Michael's acting career has not only been made up of musical theatre. He recently appeared as the gay postal worker who befriends Julia Roberts and falls in love with James Gandolfini in The Mexican. He has also worked on Sam Shepard's Tooth of Crime, "this sort of rock n' roll, science fiction. ..thing" in Hartford, Connecticut. Cerveris has done a lot of Shakespeare. "Shakespeare for me is like doing Sondheim in musicals. It's just like the material you have to work with is so rich and is such a challenge and there's so much to sink your teeth into that it's just a work out."

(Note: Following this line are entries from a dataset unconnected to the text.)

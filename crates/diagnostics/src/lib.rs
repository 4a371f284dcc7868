//! Logging facade for the unifs workspace
//!
//! Every crate logs through the macros defined here so that a single
//! environment variable controls verbosity.
//!
//! Usage:
//! - Set UNIFS_LOG=off (default) - no logs
//! - Set UNIFS_LOG=info - mounts, closes, uploads
//! - Set UNIFS_LOG=debug - cache hits/misses, paging, temp-file staging

use std::sync::Once;

// Re-export emit so macros can use it
pub use emit;

/// Environment variable consulted by [`init_diagnostics`]
pub const LOG_ENV_VAR: &str = "UNIFS_LOG";

static INIT: Once = Once::new();

/// Minimum level selected by a `UNIFS_LOG` value, `None` meaning logging is off.
///
/// Unknown values fall back to `info`.
fn parse_level(value: &str) -> Option<emit::Level> {
    match value.trim().to_ascii_lowercase().as_str() {
        "off" | "" => None,
        "debug" => Some(emit::Level::Debug),
        "warn" => Some(emit::Level::Warn),
        "error" => Some(emit::Level::Error),
        _ => Some(emit::Level::Info),
    }
}

/// Initialize diagnostics based on the UNIFS_LOG environment variable
///
/// Safe to call multiple times; only the first call installs an emitter.
pub fn init_diagnostics() {
    INIT.call_once(|| {
        let value = std::env::var(LOG_ENV_VAR).unwrap_or_else(|_| "off".to_string());
        let Some(level) = parse_level(&value) else {
            return;
        };

        let rt = emit::setup()
            .emit_to(emit_term::stderr())
            .emit_when(emit::level::min_filter(level))
            .init();

        // The runtime lives for the rest of the process.
        std::mem::forget(rt);
    });
}

/// Log basic operations (mounts, closes, uploads)
#[macro_export]
macro_rules! info {
    ($($arg:tt)*) => {
        $crate::emit::info!($($arg)*)
    };
}

/// Log detailed diagnostics (cache traffic, paging, staging)
#[macro_export]
macro_rules! debug {
    ($($arg:tt)*) => {
        $crate::emit::debug!($($arg)*)
    };
}

/// Log recoverable problems (leaked resources force-closed, cleanup failures)
#[macro_export]
macro_rules! warn {
    ($($arg:tt)*) => {
        $crate::emit::warn!($($arg)*)
    };
}

/// Log failures that abort an operation
#[macro_export]
macro_rules! error {
    ($($arg:tt)*) => {
        $crate::emit::error!($($arg)*)
    };
}

/// Re-export the init function for convenience
pub use init_diagnostics as init;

In his spare time, Michael goes to the movies, listens to music, plays guitar, and watches British comedy. Sometimes he will rent a car and take his dog Gibson out to the woods somewhere, just to get out of the city .Michael goes to see a lot of bands, sometimes every night of the week.

Now that he's back from Washington, he is moving from one passion to the next: the play he just finished to the music he's about to record. Cerveris feels his influences seep into his music. "When I listen to my songs I hear all these different influences of different people." One song he's written, he feels sounds exactly like a Sonic Youth song. Ironically, Sonic Youth's drummer, Steve Shelley, will be recording with Cerveris. When Shelley heard the song, he thought it sounded like a totally different band's music.

Maybe one day, Cerveris' own music will inspire some new rocker or one of his performances will inspire a young actor. Michael has done more in his lifetime in two professions than many people do in one. His work, his life, his art are all defined by the intermingling of these two passions. Michael Cerveris is, in the best way possible, a mysterious contradiction.